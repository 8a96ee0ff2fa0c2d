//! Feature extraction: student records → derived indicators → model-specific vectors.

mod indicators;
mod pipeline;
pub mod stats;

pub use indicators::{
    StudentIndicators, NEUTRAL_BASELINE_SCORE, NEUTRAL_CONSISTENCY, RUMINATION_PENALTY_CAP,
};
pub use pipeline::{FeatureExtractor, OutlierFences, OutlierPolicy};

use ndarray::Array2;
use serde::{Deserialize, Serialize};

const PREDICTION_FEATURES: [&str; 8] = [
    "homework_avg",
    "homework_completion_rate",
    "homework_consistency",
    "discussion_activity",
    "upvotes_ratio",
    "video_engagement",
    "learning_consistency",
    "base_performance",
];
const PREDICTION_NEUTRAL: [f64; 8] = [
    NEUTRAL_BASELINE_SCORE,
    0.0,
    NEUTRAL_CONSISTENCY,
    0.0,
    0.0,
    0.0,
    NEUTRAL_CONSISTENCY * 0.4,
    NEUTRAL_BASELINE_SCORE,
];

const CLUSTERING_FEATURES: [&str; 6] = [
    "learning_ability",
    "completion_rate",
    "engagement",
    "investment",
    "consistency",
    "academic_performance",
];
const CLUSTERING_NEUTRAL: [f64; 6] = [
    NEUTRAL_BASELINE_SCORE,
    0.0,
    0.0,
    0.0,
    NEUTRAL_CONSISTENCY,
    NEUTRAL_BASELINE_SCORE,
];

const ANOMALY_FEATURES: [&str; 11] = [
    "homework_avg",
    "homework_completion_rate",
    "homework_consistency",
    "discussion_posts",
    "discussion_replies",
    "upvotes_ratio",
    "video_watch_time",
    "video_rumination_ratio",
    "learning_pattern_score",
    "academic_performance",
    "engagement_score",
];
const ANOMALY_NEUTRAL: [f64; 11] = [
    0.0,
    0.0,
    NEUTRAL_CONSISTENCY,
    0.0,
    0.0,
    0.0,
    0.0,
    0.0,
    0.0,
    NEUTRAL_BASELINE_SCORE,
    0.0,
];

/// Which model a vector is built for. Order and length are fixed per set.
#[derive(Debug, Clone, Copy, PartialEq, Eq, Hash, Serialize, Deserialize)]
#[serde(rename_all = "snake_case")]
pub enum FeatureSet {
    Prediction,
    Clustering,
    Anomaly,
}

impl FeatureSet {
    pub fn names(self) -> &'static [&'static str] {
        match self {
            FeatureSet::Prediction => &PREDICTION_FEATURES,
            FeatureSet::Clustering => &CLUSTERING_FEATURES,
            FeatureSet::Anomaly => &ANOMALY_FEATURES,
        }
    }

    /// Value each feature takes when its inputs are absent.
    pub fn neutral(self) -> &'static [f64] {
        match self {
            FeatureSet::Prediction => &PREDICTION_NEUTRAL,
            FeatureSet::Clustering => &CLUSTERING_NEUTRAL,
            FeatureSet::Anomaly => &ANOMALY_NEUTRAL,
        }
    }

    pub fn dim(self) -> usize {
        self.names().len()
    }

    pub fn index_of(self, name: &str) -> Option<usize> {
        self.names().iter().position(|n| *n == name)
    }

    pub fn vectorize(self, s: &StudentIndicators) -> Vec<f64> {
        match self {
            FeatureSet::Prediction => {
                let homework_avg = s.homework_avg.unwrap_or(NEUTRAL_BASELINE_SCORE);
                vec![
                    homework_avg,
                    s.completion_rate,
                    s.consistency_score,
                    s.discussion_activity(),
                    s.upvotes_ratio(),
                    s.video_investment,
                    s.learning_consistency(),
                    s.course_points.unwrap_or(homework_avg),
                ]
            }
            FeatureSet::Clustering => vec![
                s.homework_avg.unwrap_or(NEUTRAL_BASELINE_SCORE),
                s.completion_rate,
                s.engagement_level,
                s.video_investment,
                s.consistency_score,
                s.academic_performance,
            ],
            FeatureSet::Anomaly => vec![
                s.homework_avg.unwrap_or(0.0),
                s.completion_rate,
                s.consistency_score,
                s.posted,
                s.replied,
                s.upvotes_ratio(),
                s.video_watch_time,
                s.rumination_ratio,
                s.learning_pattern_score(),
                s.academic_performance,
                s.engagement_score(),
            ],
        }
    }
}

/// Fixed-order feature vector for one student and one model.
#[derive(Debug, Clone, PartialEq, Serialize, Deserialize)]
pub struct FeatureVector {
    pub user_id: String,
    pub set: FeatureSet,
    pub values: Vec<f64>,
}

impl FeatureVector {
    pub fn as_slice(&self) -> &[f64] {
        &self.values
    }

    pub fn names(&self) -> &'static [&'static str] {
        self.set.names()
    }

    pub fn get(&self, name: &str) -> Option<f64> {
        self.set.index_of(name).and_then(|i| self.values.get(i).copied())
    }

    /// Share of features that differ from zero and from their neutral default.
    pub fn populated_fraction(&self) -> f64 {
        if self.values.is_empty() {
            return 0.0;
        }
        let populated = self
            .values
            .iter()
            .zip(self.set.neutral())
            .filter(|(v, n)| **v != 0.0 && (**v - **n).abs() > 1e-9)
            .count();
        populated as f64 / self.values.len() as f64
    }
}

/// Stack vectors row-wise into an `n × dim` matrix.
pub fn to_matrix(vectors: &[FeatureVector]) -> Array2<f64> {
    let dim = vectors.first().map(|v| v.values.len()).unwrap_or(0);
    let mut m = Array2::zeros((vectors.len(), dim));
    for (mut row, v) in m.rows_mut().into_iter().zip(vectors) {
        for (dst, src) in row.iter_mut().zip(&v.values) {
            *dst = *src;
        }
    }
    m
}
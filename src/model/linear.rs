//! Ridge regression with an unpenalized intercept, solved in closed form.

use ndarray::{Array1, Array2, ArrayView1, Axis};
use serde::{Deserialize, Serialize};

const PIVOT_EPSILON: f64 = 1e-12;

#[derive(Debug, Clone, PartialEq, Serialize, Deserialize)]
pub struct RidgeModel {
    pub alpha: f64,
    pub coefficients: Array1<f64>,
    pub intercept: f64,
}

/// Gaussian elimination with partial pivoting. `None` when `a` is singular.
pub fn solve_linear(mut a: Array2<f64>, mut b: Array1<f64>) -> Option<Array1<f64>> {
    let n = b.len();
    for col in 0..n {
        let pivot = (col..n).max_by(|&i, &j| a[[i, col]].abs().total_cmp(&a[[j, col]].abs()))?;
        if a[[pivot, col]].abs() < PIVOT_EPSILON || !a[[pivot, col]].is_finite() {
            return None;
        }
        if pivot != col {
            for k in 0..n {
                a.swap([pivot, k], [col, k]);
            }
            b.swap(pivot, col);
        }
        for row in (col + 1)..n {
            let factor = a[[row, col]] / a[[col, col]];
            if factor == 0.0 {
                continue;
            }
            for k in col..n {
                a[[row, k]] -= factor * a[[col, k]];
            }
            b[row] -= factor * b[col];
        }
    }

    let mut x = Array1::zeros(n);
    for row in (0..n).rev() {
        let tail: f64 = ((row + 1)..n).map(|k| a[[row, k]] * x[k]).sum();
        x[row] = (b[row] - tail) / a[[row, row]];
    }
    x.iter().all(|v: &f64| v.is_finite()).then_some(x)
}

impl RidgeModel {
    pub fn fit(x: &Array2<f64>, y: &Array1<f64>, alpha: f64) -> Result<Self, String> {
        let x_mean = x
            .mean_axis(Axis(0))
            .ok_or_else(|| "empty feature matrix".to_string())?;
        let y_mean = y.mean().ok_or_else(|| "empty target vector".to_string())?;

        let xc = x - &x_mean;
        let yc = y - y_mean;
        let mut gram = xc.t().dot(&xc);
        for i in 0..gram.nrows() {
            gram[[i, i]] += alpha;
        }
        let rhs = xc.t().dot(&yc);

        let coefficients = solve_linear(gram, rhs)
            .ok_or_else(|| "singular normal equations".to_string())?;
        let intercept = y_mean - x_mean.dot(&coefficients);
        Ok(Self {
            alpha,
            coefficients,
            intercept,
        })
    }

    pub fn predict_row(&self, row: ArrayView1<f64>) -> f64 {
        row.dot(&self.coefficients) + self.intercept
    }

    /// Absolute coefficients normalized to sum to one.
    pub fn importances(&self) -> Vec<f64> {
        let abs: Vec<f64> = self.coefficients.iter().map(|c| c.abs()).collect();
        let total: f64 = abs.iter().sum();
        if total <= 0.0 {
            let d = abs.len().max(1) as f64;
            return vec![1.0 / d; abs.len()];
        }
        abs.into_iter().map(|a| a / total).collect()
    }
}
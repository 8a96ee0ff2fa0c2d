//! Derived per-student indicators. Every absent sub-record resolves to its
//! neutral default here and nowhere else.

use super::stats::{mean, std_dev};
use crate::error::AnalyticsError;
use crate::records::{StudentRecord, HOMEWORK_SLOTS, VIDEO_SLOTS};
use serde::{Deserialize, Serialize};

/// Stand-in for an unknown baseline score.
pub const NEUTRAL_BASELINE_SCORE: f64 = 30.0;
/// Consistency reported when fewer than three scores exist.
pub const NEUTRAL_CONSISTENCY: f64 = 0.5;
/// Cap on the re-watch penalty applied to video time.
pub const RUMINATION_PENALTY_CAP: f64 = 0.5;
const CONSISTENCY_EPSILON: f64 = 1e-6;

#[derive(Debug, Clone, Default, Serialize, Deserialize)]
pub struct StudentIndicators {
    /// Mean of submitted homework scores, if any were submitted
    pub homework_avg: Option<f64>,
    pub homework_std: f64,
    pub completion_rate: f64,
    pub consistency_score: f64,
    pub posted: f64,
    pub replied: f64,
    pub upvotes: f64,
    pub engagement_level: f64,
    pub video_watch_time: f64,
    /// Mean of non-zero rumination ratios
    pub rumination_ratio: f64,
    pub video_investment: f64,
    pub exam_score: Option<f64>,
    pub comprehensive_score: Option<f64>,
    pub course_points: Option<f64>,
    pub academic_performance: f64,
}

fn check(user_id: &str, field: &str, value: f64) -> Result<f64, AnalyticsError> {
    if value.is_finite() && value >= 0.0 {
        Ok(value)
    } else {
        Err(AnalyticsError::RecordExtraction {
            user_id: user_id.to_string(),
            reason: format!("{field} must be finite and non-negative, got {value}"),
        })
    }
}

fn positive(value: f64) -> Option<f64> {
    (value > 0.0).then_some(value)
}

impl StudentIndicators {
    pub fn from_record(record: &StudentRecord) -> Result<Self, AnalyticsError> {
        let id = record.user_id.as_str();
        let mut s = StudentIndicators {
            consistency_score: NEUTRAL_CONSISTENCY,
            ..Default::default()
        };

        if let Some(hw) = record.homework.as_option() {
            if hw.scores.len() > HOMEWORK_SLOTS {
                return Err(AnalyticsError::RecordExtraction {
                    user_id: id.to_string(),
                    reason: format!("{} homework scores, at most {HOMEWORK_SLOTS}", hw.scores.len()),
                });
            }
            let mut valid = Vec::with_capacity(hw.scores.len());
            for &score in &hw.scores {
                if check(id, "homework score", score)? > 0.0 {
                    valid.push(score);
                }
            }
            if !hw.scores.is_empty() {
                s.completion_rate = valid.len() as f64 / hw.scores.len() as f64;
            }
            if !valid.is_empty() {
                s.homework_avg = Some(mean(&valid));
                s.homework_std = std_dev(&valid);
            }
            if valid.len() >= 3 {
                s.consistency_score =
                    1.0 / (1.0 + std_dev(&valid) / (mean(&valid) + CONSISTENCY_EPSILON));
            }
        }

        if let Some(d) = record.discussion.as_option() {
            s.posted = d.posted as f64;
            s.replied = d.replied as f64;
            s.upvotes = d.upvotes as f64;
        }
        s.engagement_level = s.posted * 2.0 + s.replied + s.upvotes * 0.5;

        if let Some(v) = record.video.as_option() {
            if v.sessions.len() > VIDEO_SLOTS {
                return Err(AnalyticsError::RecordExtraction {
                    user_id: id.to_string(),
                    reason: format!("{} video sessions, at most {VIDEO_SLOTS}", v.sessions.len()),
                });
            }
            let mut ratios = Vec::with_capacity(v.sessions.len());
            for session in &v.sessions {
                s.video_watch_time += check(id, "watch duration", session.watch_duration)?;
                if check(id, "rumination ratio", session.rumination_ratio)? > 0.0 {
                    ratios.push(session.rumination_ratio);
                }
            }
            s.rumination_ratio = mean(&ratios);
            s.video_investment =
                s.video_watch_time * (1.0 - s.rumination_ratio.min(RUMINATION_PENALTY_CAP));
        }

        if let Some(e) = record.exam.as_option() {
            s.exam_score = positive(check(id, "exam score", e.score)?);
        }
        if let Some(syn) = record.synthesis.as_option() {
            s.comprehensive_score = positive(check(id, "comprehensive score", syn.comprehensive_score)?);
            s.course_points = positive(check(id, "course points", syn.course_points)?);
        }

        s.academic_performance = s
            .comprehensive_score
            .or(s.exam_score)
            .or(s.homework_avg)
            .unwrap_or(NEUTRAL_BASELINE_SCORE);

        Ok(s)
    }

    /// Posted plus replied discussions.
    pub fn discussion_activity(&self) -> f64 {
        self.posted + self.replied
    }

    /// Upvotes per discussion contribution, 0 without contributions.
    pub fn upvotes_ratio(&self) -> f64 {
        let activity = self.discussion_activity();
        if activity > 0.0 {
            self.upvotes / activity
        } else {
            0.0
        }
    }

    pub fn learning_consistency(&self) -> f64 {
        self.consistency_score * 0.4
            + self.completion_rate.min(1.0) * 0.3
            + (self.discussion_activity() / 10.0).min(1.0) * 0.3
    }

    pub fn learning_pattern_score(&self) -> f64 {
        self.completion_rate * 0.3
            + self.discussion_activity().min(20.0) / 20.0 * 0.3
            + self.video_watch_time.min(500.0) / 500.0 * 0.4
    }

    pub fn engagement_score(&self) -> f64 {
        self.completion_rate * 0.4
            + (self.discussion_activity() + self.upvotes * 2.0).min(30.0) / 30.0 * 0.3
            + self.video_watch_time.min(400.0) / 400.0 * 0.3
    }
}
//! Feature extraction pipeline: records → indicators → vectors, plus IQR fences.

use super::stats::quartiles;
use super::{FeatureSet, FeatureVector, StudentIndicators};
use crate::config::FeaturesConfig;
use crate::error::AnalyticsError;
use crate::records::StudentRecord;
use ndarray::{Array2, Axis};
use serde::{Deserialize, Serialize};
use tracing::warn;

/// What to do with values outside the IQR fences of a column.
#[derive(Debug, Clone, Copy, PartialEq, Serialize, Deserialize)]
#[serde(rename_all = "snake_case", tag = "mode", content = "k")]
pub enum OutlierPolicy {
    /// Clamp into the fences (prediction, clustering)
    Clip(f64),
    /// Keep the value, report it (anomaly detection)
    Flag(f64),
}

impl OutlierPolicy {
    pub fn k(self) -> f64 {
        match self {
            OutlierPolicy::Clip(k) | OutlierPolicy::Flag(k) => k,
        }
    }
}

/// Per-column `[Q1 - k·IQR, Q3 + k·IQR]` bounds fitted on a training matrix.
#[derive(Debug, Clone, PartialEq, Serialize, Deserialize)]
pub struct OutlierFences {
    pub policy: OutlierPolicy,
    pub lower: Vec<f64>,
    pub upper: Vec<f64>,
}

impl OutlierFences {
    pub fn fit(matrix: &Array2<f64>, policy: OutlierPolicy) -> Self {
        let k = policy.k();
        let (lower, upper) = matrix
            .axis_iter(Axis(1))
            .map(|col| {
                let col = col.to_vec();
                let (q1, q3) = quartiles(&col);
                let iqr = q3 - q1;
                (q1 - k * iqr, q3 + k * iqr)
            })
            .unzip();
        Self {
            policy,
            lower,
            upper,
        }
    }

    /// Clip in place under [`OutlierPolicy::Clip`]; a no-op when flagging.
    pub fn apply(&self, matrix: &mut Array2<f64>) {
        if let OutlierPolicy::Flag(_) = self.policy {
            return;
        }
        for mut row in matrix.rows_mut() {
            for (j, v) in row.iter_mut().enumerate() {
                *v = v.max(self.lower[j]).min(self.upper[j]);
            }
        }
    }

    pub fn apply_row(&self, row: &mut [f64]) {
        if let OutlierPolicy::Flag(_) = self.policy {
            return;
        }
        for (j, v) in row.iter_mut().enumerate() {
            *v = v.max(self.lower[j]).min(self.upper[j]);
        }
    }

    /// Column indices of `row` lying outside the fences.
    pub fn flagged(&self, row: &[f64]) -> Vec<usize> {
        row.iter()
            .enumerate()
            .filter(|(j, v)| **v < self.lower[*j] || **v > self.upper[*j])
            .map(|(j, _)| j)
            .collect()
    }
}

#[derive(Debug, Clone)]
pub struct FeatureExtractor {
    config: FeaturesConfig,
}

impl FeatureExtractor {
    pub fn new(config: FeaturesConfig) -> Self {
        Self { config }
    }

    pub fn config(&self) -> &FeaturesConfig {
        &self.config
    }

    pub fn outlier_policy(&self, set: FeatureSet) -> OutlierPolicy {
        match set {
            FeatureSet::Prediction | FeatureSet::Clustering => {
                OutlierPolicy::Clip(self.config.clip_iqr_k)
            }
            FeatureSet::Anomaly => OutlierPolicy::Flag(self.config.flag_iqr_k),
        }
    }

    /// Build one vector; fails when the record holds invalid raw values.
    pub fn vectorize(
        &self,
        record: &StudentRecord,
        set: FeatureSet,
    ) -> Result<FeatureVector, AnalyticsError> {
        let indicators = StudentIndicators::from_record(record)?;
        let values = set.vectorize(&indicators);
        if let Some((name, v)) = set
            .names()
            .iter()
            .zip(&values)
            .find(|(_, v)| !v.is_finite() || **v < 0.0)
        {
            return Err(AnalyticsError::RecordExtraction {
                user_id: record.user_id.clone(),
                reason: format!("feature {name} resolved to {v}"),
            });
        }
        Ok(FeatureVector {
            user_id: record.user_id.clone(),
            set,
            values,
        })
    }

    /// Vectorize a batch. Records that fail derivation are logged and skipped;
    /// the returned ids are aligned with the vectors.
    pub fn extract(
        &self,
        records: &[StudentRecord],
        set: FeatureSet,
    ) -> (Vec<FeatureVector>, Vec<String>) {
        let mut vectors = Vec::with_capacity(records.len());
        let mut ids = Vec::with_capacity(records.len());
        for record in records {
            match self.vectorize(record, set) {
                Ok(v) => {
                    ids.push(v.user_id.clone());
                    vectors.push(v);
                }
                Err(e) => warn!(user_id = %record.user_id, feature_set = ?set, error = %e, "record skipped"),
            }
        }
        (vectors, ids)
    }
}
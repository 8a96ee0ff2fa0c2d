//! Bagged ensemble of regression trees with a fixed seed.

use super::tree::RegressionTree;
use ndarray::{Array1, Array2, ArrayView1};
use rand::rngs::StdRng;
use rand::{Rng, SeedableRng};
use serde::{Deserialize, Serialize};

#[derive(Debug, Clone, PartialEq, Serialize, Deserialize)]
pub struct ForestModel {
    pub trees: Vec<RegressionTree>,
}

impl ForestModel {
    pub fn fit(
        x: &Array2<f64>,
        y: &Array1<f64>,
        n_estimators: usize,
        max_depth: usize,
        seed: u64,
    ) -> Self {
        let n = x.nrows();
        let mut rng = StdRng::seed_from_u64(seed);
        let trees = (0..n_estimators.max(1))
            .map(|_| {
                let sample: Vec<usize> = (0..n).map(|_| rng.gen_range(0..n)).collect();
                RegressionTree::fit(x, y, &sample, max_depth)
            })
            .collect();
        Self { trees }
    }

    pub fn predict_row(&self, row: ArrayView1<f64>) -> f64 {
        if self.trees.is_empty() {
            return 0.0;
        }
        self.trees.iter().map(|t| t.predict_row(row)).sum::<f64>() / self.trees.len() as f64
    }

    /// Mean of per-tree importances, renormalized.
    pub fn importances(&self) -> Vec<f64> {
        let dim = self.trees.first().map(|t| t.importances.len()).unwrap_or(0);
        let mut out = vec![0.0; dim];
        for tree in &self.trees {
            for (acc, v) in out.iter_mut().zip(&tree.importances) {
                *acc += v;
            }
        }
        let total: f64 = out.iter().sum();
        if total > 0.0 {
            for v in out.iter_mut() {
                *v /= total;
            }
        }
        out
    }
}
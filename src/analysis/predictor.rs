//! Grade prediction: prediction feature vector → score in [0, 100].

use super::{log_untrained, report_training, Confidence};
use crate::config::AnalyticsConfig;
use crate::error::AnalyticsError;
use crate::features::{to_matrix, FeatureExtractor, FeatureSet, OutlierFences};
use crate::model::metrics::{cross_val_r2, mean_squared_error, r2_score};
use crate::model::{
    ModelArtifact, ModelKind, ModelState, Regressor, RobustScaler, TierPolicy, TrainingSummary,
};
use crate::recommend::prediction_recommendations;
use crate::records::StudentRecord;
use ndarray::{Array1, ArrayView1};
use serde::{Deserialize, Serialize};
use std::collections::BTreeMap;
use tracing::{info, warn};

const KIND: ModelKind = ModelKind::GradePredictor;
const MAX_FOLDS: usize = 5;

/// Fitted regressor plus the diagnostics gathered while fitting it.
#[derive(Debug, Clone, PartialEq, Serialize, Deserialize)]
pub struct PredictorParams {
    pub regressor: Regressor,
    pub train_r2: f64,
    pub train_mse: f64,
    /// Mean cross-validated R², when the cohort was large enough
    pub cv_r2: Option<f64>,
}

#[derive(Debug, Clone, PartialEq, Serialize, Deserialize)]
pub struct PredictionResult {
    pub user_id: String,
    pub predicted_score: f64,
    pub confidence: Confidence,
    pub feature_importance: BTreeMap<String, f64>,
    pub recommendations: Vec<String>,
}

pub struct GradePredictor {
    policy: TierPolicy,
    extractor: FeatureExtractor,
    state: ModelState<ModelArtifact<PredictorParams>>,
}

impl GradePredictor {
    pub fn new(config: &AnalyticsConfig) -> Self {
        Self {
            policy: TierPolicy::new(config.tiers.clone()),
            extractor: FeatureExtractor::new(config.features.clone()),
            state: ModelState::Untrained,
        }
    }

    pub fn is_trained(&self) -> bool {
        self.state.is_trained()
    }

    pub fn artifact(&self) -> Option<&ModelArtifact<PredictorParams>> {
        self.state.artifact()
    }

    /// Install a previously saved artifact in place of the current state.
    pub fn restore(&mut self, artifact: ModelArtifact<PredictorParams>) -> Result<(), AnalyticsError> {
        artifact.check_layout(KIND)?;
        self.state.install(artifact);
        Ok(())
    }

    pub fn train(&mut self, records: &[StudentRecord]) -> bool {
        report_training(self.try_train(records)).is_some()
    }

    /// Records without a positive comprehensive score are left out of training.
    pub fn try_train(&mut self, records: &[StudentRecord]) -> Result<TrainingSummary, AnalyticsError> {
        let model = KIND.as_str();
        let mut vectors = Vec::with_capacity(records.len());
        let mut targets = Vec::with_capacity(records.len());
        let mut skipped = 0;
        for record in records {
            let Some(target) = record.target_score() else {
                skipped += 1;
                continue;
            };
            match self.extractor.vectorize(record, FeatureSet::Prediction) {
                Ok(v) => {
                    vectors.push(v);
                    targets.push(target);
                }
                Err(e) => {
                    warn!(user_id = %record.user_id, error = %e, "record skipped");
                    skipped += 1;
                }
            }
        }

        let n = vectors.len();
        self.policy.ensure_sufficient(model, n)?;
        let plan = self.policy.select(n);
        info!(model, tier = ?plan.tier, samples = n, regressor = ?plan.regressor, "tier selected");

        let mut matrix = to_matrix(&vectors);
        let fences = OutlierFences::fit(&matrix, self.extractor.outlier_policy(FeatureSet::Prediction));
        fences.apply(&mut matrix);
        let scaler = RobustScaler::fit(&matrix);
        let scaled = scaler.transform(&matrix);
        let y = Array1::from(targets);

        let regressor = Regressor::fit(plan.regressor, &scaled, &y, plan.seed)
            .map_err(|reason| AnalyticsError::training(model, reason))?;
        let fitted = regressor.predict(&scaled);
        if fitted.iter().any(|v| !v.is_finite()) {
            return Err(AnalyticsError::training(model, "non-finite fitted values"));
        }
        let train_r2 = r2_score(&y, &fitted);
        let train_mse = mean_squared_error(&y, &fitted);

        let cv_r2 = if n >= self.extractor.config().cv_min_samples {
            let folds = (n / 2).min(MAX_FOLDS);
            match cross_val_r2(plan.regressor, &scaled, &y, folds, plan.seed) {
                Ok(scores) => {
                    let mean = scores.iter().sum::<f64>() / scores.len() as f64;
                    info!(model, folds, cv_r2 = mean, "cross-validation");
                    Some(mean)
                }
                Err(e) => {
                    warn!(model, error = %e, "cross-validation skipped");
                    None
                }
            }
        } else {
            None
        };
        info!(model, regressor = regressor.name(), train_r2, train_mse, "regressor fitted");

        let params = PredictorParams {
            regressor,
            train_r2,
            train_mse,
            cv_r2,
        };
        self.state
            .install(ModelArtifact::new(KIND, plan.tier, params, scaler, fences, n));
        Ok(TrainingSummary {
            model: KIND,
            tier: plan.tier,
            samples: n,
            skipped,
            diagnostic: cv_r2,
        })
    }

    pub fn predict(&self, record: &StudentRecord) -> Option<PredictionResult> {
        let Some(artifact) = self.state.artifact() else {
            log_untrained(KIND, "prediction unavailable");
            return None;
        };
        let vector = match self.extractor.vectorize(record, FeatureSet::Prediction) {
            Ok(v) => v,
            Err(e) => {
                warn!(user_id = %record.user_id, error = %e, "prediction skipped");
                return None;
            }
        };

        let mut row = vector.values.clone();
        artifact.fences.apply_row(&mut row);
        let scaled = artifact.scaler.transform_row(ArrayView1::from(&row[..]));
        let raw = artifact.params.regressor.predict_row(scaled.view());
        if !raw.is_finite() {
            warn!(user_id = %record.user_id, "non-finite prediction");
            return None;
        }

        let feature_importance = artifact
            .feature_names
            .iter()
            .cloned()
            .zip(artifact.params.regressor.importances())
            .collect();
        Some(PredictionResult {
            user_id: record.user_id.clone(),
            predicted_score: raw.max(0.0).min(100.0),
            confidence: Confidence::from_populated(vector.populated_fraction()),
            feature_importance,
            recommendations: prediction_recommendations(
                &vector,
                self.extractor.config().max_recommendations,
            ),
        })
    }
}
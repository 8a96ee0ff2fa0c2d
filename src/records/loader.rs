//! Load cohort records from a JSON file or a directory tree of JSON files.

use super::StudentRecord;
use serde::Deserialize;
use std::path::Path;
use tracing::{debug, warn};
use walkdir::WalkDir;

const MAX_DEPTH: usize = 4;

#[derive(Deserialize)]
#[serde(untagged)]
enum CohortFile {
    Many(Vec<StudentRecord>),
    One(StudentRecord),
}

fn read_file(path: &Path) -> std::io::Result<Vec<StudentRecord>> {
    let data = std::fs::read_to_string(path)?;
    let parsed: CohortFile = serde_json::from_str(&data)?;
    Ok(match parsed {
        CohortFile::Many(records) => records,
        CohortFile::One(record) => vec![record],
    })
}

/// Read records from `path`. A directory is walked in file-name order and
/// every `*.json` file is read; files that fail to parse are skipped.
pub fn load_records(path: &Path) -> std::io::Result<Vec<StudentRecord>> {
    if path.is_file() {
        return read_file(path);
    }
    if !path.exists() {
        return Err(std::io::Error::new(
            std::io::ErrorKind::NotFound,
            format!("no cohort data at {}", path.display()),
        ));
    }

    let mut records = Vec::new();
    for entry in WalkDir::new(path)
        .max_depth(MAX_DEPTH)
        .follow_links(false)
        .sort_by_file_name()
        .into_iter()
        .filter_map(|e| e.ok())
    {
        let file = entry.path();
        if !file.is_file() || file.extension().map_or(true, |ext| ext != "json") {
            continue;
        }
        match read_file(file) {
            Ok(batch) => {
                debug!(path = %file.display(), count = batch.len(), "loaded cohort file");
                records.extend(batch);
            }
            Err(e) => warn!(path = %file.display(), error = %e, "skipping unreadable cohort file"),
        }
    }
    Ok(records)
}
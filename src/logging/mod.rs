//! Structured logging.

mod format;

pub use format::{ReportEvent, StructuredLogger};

◆ **ACTIVITY**: The lines sought are those in the data above that include the string "alpha"; copy each one.

◆ **ANSWER BOX**:
    pub alpha: f64,
    pub fn fit(x: &Array2<f64>, y: &Array1<f64>, alpha: f64) -> Result<Self, String> {
            gram[[i, i]] += alpha;
            alpha,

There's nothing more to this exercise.